Dogecoin masih memiliki salah satu pengikut paling aktif dari semua mata uang kripto dan keterlibatan komunitas telah menjadi salah satu kasus penggunaan yang paling bullish. Salah satu anggota komunitas, yang membeli koin meme tersebut lebih dari lima tahun yang lalu, menjelaskan mengapa mereka masih menyimpan koin tersebut dengan ekspektasi terhadap arah harga DOGE.

Harga Dogecoin Naik Menjadi $26

Pedagang tersebut pertama kali memposting grafik ke TradingView pada bulan September yang menguraikan mengapa mereka percaya bahwa harga Dogecoin akan mengalami kenaikan yang begitu pesat. Menurut pedagang yang akrab dipanggil John Burr, dia telah memegang altcoin tersebut sejak lama setelah pertama kali terjun ke dalamnya pada tahun 2017.

Kedepannya, trader tersebut telah melihat peningkatan pesat Dogecoin sepanjang tahun 2017 dan 2018, dan kemudian lagi hingga tahun 2021, dan sejak saat itu berada dalam posisi yang menguntungkan. Namun, trader tersebut yakin bahwa masih ada gelombang bullish lagi yang akan datang dan dia berkata, “Saya menunggu gelombang bullish lagi.”

Grafik yang dibagikan oleh Burr dimulai pada level $0,0615 dan kemudian menunjukkan pemantulan serupa dengan reli tahun 2020-2021. Pentalan dalam grafik ini menempatkan harga DOGE pada target harga awal sebesar $0,7, yang secara efektif mengembalikannya ke level tertinggi sepanjang masa sebelumnya.
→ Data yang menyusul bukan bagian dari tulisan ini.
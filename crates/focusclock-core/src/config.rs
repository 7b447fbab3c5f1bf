//! TOML-based application configuration.
//!
//! Holds ambient preferences that are not part of the timer settings:
//! - Notification backends
//! - Default log filter
//!
//! Configuration is stored at `~/.config/focusclock/config.toml`.

use serde::{Deserialize, Serialize};
use std::path::{Path, PathBuf};

use crate::error::ConfigError;
use crate::notify::{DesktopNotifier, FallbackNotifier, Notifier, SilentNotifier, TerminalBell};

const CONFIG_FILE: &str = "config.toml";

/// Notification configuration.
#[derive(Debug, Clone, PartialEq, Eq, Serialize, Deserialize)]
pub struct NotificationsConfig {
    #[serde(default = "default_true")]
    pub enabled: bool,
    /// Show a system notification when a phase ends.
    #[serde(default = "default_true")]
    pub desktop: bool,
    /// Ring the terminal bell when a phase ends (or when the desktop one fails).
    #[serde(default = "default_true")]
    pub bell: bool,
}

/// Logging configuration.
#[derive(Debug, Clone, PartialEq, Eq, Serialize, Deserialize)]
pub struct LoggingConfig {
    /// `tracing_subscriber::EnvFilter` directive used when RUST_LOG is unset.
    #[serde(default = "default_log_filter")]
    pub filter: String,
}

/// Application configuration.
#[derive(Debug, Clone, PartialEq, Eq, Default, Serialize, Deserialize)]
pub struct AppConfig {
    #[serde(default)]
    pub notifications: NotificationsConfig,
    #[serde(default)]
    pub logging: LoggingConfig,
}

fn default_true() -> bool {
    true
}
fn default_log_filter() -> String {
    "warn".into()
}

impl Default for NotificationsConfig {
    fn default() -> Self {
        Self {
            enabled: true,
            desktop: true,
            bell: true,
        }
    }
}

impl Default for LoggingConfig {
    fn default() -> Self {
        Self {
            filter: default_log_filter(),
        }
    }
}

impl AppConfig {
    fn get_json_value_by_path<'a>(
        root: &'a serde_json::Value,
        key: &str,
    ) -> Option<&'a serde_json::Value> {
        if key.is_empty() {
            return None;
        }

        let mut current = root;
        for part in key.split('.') {
            current = current.get(part)?;
        }
        Some(current)
    }

    fn set_json_value_by_path(
        root: &mut serde_json::Value,
        key: &str,
        value: &str,
    ) -> Result<(), ConfigError> {
        let unknown = || ConfigError::UnknownKey(key.to_string());
        let invalid = |message: String| ConfigError::InvalidValue {
            key: key.to_string(),
            message,
        };

        let mut parts = key.split('.').peekable();
        if key.is_empty() {
            return Err(unknown());
        }

        let mut current = root;
        while let Some(part) = parts.next() {
            let is_leaf = parts.peek().is_none();
            if is_leaf {
                let obj = current.as_object_mut().ok_or_else(unknown)?;
                let existing = obj.get(part).ok_or_else(unknown)?;

                let new_value = match existing {
                    serde_json::Value::Bool(_) => serde_json::Value::Bool(
                        value.parse::<bool>().map_err(|e| invalid(e.to_string()))?,
                    ),
                    serde_json::Value::Number(_) => value
                        .parse::<u64>()
                        .map(|n| serde_json::Value::Number(n.into()))
                        .map_err(|_| invalid(format!("cannot parse '{value}' as number")))?,
                    serde_json::Value::Object(_) | serde_json::Value::Array(_) => {
                        return Err(invalid("cannot replace a whole section".into()));
                    }
                    _ => serde_json::Value::String(value.into()),
                };

                obj.insert(part.to_string(), new_value);
                return Ok(());
            }

            current = current.get_mut(part).ok_or_else(unknown)?;
        }

        Err(unknown())
    }

    pub fn path_in(dir: &Path) -> PathBuf {
        dir.join(CONFIG_FILE)
    }

    /// Load from `dir/config.toml`, writing defaults if the file is missing.
    ///
    /// # Errors
    ///
    /// Returns an error if the file exists but cannot be parsed,
    /// or if the default config cannot be written.
    pub fn load_from(dir: &Path) -> Result<Self, ConfigError> {
        let path = Self::path_in(dir);
        match std::fs::read_to_string(&path) {
            Ok(content) => toml::from_str(&content).map_err(|e| ConfigError::LoadFailed {
                path,
                message: e.to_string(),
            }),
            Err(e) if e.kind() == std::io::ErrorKind::NotFound => {
                let cfg = Self::default();
                cfg.save_to(dir)?;
                Ok(cfg)
            }
            Err(e) => Err(ConfigError::LoadFailed {
                path,
                message: e.to_string(),
            }),
        }
    }

    /// Persist to `dir/config.toml`.
    ///
    /// # Errors
    ///
    /// Returns an error if the config cannot be serialized or written to disk.
    pub fn save_to(&self, dir: &Path) -> Result<(), ConfigError> {
        let path = Self::path_in(dir);
        let save_failed = |message: String| ConfigError::SaveFailed {
            path: path.clone(),
            message,
        };
        let content = toml::to_string_pretty(self).map_err(|e| save_failed(e.to_string()))?;
        std::fs::write(&path, content).map_err(|e| save_failed(e.to_string()))?;
        Ok(())
    }

    /// Get a config value as string by dot-separated key.
    pub fn get(&self, key: &str) -> Option<String> {
        let json = serde_json::to_value(self).ok()?;
        let val = Self::get_json_value_by_path(&json, key)?;
        match val {
            serde_json::Value::String(s) => Some(s.clone()),
            other => Some(other.to_string()),
        }
    }

    /// Set a config value by key. Returns error if key is unknown or the
    /// value does not match the existing type. Does not save.
    pub fn set(&mut self, key: &str, value: &str) -> Result<(), ConfigError> {
        let mut json = serde_json::to_value(&*self).map_err(|e| ConfigError::InvalidValue {
            key: key.to_string(),
            message: e.to_string(),
        })?;
        Self::set_json_value_by_path(&mut json, key, value)?;
        *self = serde_json::from_value(json).map_err(|e| ConfigError::InvalidValue {
            key: key.to_string(),
            message: e.to_string(),
        })?;
        Ok(())
    }

    /// Build the notifier chain described by `[notifications]`.
    pub fn notifier(&self) -> Box<dyn Notifier> {
        let n = &self.notifications;
        match (n.enabled, n.desktop, n.bell) {
            (false, _, _) | (true, false, false) => Box::new(SilentNotifier),
            (true, true, true) => Box::new(FallbackNotifier::new(
                DesktopNotifier::default(),
                TerminalBell,
            )),
            (true, true, false) => Box::new(DesktopNotifier::default()),
            (true, false, true) => Box::new(TerminalBell),
        }
    }
}
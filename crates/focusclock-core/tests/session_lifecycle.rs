//! Session lifecycle against an on-disk SQLite store.
//!
//! Covers the persistence contract across process restarts: settings survive,
//! a running timer is saved on shutdown and comes back paused.

use focusclock_core::storage::{SETTINGS_KEY, TIMER_STATE_KEY};
use focusclock_core::{
    Database, KeyValueStore, Mode, RawSettingsInput, Session, SilentNotifier,
};
use tempfile::TempDir;

fn open(dir: &TempDir) -> Session<Database> {
    let db = Database::open_at(&dir.path().join("focusclock.db")).unwrap();
    Session::open(db, Box::new(SilentNotifier))
}

#[test]
fn settings_survive_restart() {
    let dir = TempDir::new().unwrap();
    {
        let mut session = open(&dir);
        session.update_settings(&RawSettingsInput {
            focus_minutes: Some("1".into()),
            break_minutes: Some("2".into()),
            auto_start_next: Some("true".into()),
            ..Default::default()
        });
    }

    let session = open(&dir);
    assert_eq!(session.settings().focus_minutes, 1);
    assert_eq!(session.settings().break_minutes, 2);
    assert!(session.settings().auto_start_next);
    assert_eq!(session.timer().seconds_left(), 60);
}

#[test]
fn running_timer_resumes_paused_after_restart() {
    let dir = TempDir::new().unwrap();
    {
        let mut session = open(&dir);
        session.update_settings(&RawSettingsInput {
            focus_minutes: Some("1".into()),
            ..Default::default()
        });
        session.start();
        // Finish the focus phase, then run 10s into the break.
        for _ in 0..70 {
            session.tick();
        }
        session.start();
        for _ in 0..10 {
            session.tick();
        }
        assert!(session.shutdown());
    }

    let session = open(&dir);
    assert_eq!(session.timer().mode(), Mode::Break);
    assert_eq!(session.timer().completed_focus_count(), 1);
    assert_eq!(session.timer().seconds_left(), 5 * 60 - 10);
    assert!(!session.timer().is_running());
}

#[test]
fn paused_timer_is_not_saved_on_shutdown() {
    let dir = TempDir::new().unwrap();
    {
        let mut session = open(&dir);
        session.start();
        session.tick();
        session.pause();
        assert!(!session.shutdown());
    }

    let session = open(&dir);
    assert_eq!(session.timer().seconds_left(), 1500);
}

#[test]
fn corrupt_records_fall_back_to_defaults() {
    let dir = TempDir::new().unwrap();
    {
        let mut db = Database::open_at(&dir.path().join("focusclock.db")).unwrap();
        db.set(SETTINGS_KEY, "{{{").unwrap();
        db.set(TIMER_STATE_KEY, "42").unwrap();
    }

    let session = open(&dir);
    assert_eq!(session.settings().focus_minutes, 25);
    assert_eq!(session.timer().mode(), Mode::Focus);
    assert_eq!(session.timer().seconds_left(), 1500);

    let db = Database::open_at(&dir.path().join("focusclock.db")).unwrap();
    assert!(db.get(SETTINGS_KEY).unwrap().is_none());
    assert!(db.get(TIMER_STATE_KEY).unwrap().is_none());
}
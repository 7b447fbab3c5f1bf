//! Process-lifetime context owning the settings store and timer engine.
//!
//! A driver (CLI loop, GUI shell) holds one `Session` and calls into it from
//! a single thread: `tick()` once per second, commands on user input, and
//! `shutdown()` right before exiting.

use chrono::{DateTime, TimeZone};
use serde_json::Value;
use tracing::{debug, info, warn};

use crate::display::{format_clock, DisplayState};
use crate::events::Event;
use crate::notify::Notifier;
use crate::settings::{RawSettingsInput, Settings, SettingsStore};
use crate::storage::{KeyValueStore, TIMER_STATE_KEY};
use crate::timer::{TimerEngine, TimerSnapshot};

pub struct Session<S> {
    settings: SettingsStore<S>,
    timer: TimerEngine,
    notifier: Box<dyn Notifier>,
    persistent: bool,
}

impl<S: KeyValueStore> Session<S> {
    /// Load settings and any saved timer state from `store`.
    ///
    /// Never fails: unreadable or corrupt records fall back to defaults and
    /// an unavailable store degrades to in-memory operation.
    pub fn open(store: S, notifier: Box<dyn Notifier>) -> Self {
        let mut settings = SettingsStore::new(store);
        let persistent = settings.is_available();

        let loaded = settings.load();
        let timer = TimerEngine::new(&loaded);

        let mut session = Self {
            settings,
            timer,
            notifier,
            persistent,
        };
        session.restore_saved_state();
        session
    }

    fn restore_saved_state(&mut self) {
        let raw = match self.settings.backend().get(TIMER_STATE_KEY) {
            Ok(Some(raw)) => raw,
            Ok(None) => return,
            Err(e) => {
                warn!("failed to read saved timer state: {e}");
                return;
            }
        };

        match serde_json::from_str::<Value>(&raw) {
            Ok(value @ Value::Object(_)) => {
                let settings = *self.settings.current();
                self.timer.restore(&value, &settings);
                info!(
                    mode = self.timer.mode().as_str(),
                    seconds_left = self.timer.seconds_left(),
                    "resumed paused timer"
                );
            }
            Ok(_) | Err(_) => {
                warn!("discarding malformed timer state");
                if let Err(e) = self.settings.backend_mut().delete(TIMER_STATE_KEY) {
                    warn!("failed to delete malformed timer state: {e}");
                }
            }
        }
    }

    // ── Queries ──────────────────────────────────────────────────────

    pub fn settings(&self) -> &Settings {
        self.settings.current()
    }

    pub fn timer(&self) -> &TimerEngine {
        &self.timer
    }

    /// Whether the store accepted the availability probe at open time.
    pub fn persistence_available(&self) -> bool {
        self.persistent
    }

    pub fn display(&self) -> DisplayState {
        DisplayState::from_engine(&self.timer)
    }

    pub fn clock<Tz: TimeZone>(&self, now: &DateTime<Tz>) -> String
    where
        Tz::Offset: std::fmt::Display,
    {
        format_clock(now, self.settings.current().clock_format)
    }

    pub fn snapshot(&self) -> TimerSnapshot {
        self.timer.snapshot()
    }

    // ── Commands ─────────────────────────────────────────────────────

    pub fn start(&mut self) -> Option<Event> {
        self.timer.start()
    }

    pub fn pause(&mut self) -> Option<Event> {
        self.timer.pause()
    }

    pub fn reset(&mut self) -> Event {
        let settings = *self.settings.current();
        self.timer.reset(&settings)
    }

    /// One elapsed second.
    pub fn tick(&mut self) -> Option<Event> {
        let settings = *self.settings.current();
        self.timer.advance(&settings, self.notifier.as_ref())
    }

    /// Validate and store new settings, then rewind the current phase so the
    /// new durations take effect.
    pub fn update_settings(&mut self, raw: &RawSettingsInput) -> Settings {
        let settings = self.settings.save(raw);
        self.timer.reset(&settings);
        settings
    }

    /// Drop the phase in progress and save a fresh focus phase in its place.
    /// The completed focus count carries over.
    pub fn clear_timer_state(&mut self) -> Event {
        let settings = *self.settings.current();
        let event = self.timer.rewind_to_focus(&settings);
        self.persist_timer_state();
        event
    }

    /// Save the snapshot if the timer is running. Returns whether it wrote.
    ///
    /// Best-effort: failures are logged, never returned.
    pub fn shutdown(&mut self) -> bool {
        if !self.timer.is_running() || !self.persistent {
            return false;
        }
        self.write_snapshot()
    }

    /// Save the snapshot regardless of the running flag.
    pub fn persist_timer_state(&mut self) -> bool {
        if !self.persistent {
            return false;
        }
        self.write_snapshot()
    }

    fn write_snapshot(&mut self) -> bool {
        let json = match serde_json::to_string(&self.timer.snapshot()) {
            Ok(json) => json,
            Err(e) => {
                warn!("failed to encode timer state: {e}");
                return false;
            }
        };
        match self.settings.backend_mut().set(TIMER_STATE_KEY, &json) {
            Ok(()) => {
                debug!("timer state saved");
                true
            }
            Err(e) => {
                warn!("failed to save timer state: {e}");
                false
            }
        }
    }
}
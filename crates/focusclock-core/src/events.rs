use chrono::{DateTime, Utc};
use serde::{Deserialize, Serialize};

use crate::timer::Mode;

/// Every state change in the timer produces an Event.
/// The CLI prints them; the display layer polls `StateSnapshot`.
#[derive(Debug, Clone, Serialize, Deserialize)]
#[serde(tag = "type")]
pub enum Event {
    TimerStarted {
        mode: Mode,
        seconds_left: u64,
        at: DateTime<Utc>,
    },
    TimerPaused {
        mode: Mode,
        seconds_left: u64,
        at: DateTime<Utc>,
    },
    TimerReset {
        mode: Mode,
        seconds_left: u64,
        at: DateTime<Utc>,
    },
    /// A phase ran out and the engine moved to `next`.
    PhaseCompleted {
        completed: Mode,
        next: Mode,
        completed_focus_count: u64,
        /// True when the next phase keeps running without user action.
        auto_started: bool,
        at: DateTime<Utc>,
    },
    /// State was merged from a persisted snapshot. Always paused.
    StateRestored {
        mode: Mode,
        seconds_left: u64,
        completed_focus_count: u64,
        at: DateTime<Utc>,
    },
    StateSnapshot {
        mode: Mode,
        is_running: bool,
        seconds_left: u64,
        seconds_total: u64,
        completed_focus_count: u64,
        progress: f64,
        at: DateTime<Utc>,
    },
}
Namun, hal ini tidak berakhir di sana karena terjadi pentalan lain yang membawa DOGE hingga mencapai $27.

Secara total, akumulasi reli akan membuat Dogecoin menguat lebih dari 37,500% untuk mencapai level ini. Ini dapat dengan mudah menyaingi lonjakan harga pada tahun 2021 dan menandai dua pompa besar dalam sejarah koin.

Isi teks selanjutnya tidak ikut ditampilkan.